2022-03-11 Noisy data

2022-03-11 Noisy data¶

Last time¶

Discussion
Compare accuracy and conditioning of splines
Generalization: boundary value problems
Cost for interpolation in higher dimensions

Today¶

Noisy data
Bias-variance tradeoff
Experiments with this notebook (https://github.com/cu-numcomp/spring22/blob/main/slides/2022-03-11-noisy-data.ipynb)

using LinearAlgebra
using Plots
default(linewidth=4, legendfontsize=12)

function vander(x, k=nothing)
    if isnothing(k)
        k = length(x)
    end
    m = length(x)
    V = ones(m, k)
    for j in 2:k
        V[:, j] = V[:, j-1] .* x
    end
    V
end

function vander_chebyshev(x, n=nothing)
    if isnothing(n)
        n = length(x) # Square by default
    end
    m = length(x)
    T = ones(m, n)
    if n > 1
        T[:, 2] = x
    end
    for k in 3:n
        #T[:, k] = x .* T[:, k-1]
        T[:, k] = 2 * x .* T[:,k-1] - T[:, k-2]
    end
    T
end

function interp_nearest(x, s)
    A = zeros(length(s), length(x))
    for (i, t) in enumerate(s)
        loc = nothing
        dist = Inf
        for (j, u) in enumerate(x)
            if abs(t - u) < dist
                loc = j
                dist = abs(t - u)
            end
        end
        A[i, loc] = 1
    end
    A
end

runge(x) = 1 / (1 + 10*x^2)

CosRange(a, b, n) = (a + b)/2 .+ (b - a)/2 * cos.(LinRange(-pi, 0, n))

vcond(mat, points, nmax) = [cond(mat(points(-1, 1, n))) for n in 2:nmax]

vcond (generic function with 1 method)

Lower-degree polynomials to fit noise-free data¶

We can fit \(m\) data points using an \(n < m\) dimensional space of functions.
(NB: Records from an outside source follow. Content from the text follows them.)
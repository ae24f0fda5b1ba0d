//! Ask and chat command implementations

use crate::chat::{ChatSession, RelayClient};
use crate::cli::{AskArgs, ChatArgs};
use colored::Colorize;
use tokio::io::{AsyncBufReadExt, BufReader};

/// Handle `sogum ask <PROMPT>`.
///
/// Like the chat window, a failed request prints the fallback reply rather
/// than an error.
pub async fn handle_ask(args: &AskArgs) -> Result<String, Box<dyn std::error::Error>> {
    let mut session = ChatSession::new(RelayClient::new(&args.url));
    match session.send(&args.prompt).await {
        Some(reply) => Ok(reply.text.clone()),
        None => Err("Prompt cannot be empty".into()),
    }
}

/// Handle `sogum chat`: read prompts from stdin until EOF or `/quit`.
pub async fn run_chat(args: &ChatArgs) -> Result<(), Box<dyn std::error::Error>> {
    let mut session = ChatSession::new(RelayClient::new(&args.url));
    let mut lines = BufReader::new(tokio::io::stdin()).lines();

    println!(
        "{} Connected to {} (type /quit to exit)",
        "SOGUM chat".bold(),
        args.url
    );

    while let Some(line) = lines.next_line().await? {
        let line = line.trim();
        if line == "/quit" || line == "/exit" {
            break;
        }
        if let Some(reply) = session.send(line).await {
            println!("{} {}", "ai>".cyan(), reply.text);
        }
    }

    Ok(())
}
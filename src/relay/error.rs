//! Error types for the chat relay.

use thiserror::Error;

/// Failures reported by a [`GenerationBackend`](super::GenerationBackend).
#[derive(Error, Debug, Clone, PartialEq, Eq)]
pub enum BackendError {
    /// Connection refused, host unreachable, DNS failure
    #[error("backend unreachable: {0}")]
    Unreachable(String),

    /// Deadline passed before the backend answered
    #[error("backend timeout after {0}ms")]
    Timeout(u64),

    /// Backend answered 404 for the requested model
    #[error("model not found: {0}")]
    ModelNotFound(String),

    /// Any other non-2xx response
    #[error("backend error {status}: {message}")]
    Upstream { status: u16, message: String },

    /// 2xx with a body that doesn't match the expected shape
    #[error("invalid response: {0}")]
    InvalidResponse(String),

    /// Transport failure other than connecting
    #[error("request failed: {0}")]
    Transport(String),
}

/// Errors returned by [`ChatRelay::relay`](super::ChatRelay::relay).
#[derive(Error, Debug, Clone, PartialEq, Eq)]
pub enum RelayError {
    /// Caller error, detected before any downstream call
    #[error("invalid input: {0}")]
    InvalidInput(String),

    #[error("generation backend unavailable: {0}")]
    BackendUnavailable(String),

    /// Requested model doesn't exist on the backend
    #[error("model not found: {0}")]
    InvalidModel(String),

    #[error("generation timed out after {0}ms")]
    Timeout(u64),

    #[error("internal error: {0}")]
    Internal(String),
}

impl RelayError {
    /// Stable machine-readable code.
    pub fn code(&self) -> &'static str {
        match self {
            Self::InvalidInput(_) => "invalid_input",
            Self::BackendUnavailable(_) => "backend_unavailable",
            Self::InvalidModel(_) => "invalid_model",
            Self::Timeout(_) => "timeout",
            Self::Internal(_) => "internal_error",
        }
    }

    /// Message safe to show the caller. Infrastructure detail stays in the logs.
    pub fn public_message(&self) -> String {
        match self {
            Self::InvalidInput(message) => message.clone(),
            Self::InvalidModel(model) => format!("Model '{}' not found", model),
            Self::BackendUnavailable(_) => "Generation backend is unavailable".to_string(),
            Self::Timeout(_) => "Generation request timed out".to_string(),
            Self::Internal(_) => "Internal server error".to_string(),
        }
    }
}

impl From<BackendError> for RelayError {
    fn from(e: BackendError) -> Self {
        match e {
            BackendError::Unreachable(detail) => Self::BackendUnavailable(detail),
            BackendError::Timeout(ms) => Self::Timeout(ms),
            BackendError::ModelNotFound(model) => Self::InvalidModel(model),
            other => Self::Internal(other.to_string()),
        }
    }
}
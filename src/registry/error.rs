/// Errors that can occur during registry operations
#[derive(Debug, Clone, PartialEq, Eq, thiserror::Error)]
pub enum RegistryError {
    #[error("service already registered: {0}")]
    DuplicateService(String),

    #[error("service not found: {0}")]
    ServiceNotFound(String),

    #[error("invalid service '{id}': {reason}")]
    InvalidService { id: String, reason: String },
}
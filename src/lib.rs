//! SOGUM dashboard core
//!
//! Polls a fixed set of network services for liveness, keeps a per-service
//! status table, and relays free-text prompts to a language-model generation
//! backend with bounded latency and typed failures.

pub mod api;
pub mod chat;
pub mod cli;
pub mod config;
pub mod health;
pub mod logging;
pub mod metrics;
pub mod registry;
pub mod relay;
This involves solving a least squares problem for the coefficients \( \min_c \lVert V c - y \rVert \)

function chebyshev_regress_eval(x, xx, n)
    V = vander_chebyshev(x, n)
    @show cond(V)
    vander_chebyshev(xx, n) / V
end
ndata, nbasis = 50, 20
x = LinRange(-1, 1, ndata)
xx = LinRange(-1, 1, 500)
C = chebyshev_regress_eval(x, xx, nbasis)
plot(xx, [runge.(xx), C * runge.(x)])
scatter!(x, runge)

cond(V) = 4.540300267483983

../_images/2022-03-11-noisy-data_3_1.svg

S = svdvals(C)
scatter(S, yscale=:log10)

Noisy data¶

runge_noisy(x, sigma) = runge.(x) + randn(size(x)) * sigma

x = LinRange(-1, 1, 200)
y = runge_noisy(x, 0.5)
C = chebyshev_regress_eval(x, x, 20)
plot(x, [runge.(x), C * y])
scatter!(x, y, markersize=2, size=(1000, 500))

cond(V) = 3.473045048110253

../_images/2022-03-11-noisy-data_6_1.svg

What do you like?
What do you not like?

Probability distributions and simulation¶

To interpret real data, we need a model for noise. We’ve used the most common and convenient choice when creating the data above; the randn function draws from the “standard normal” or “Gaussian” distribution,

\[ p(t) = \frac{1}{\sqrt{2 \pi}} e^{-t^2/2} \]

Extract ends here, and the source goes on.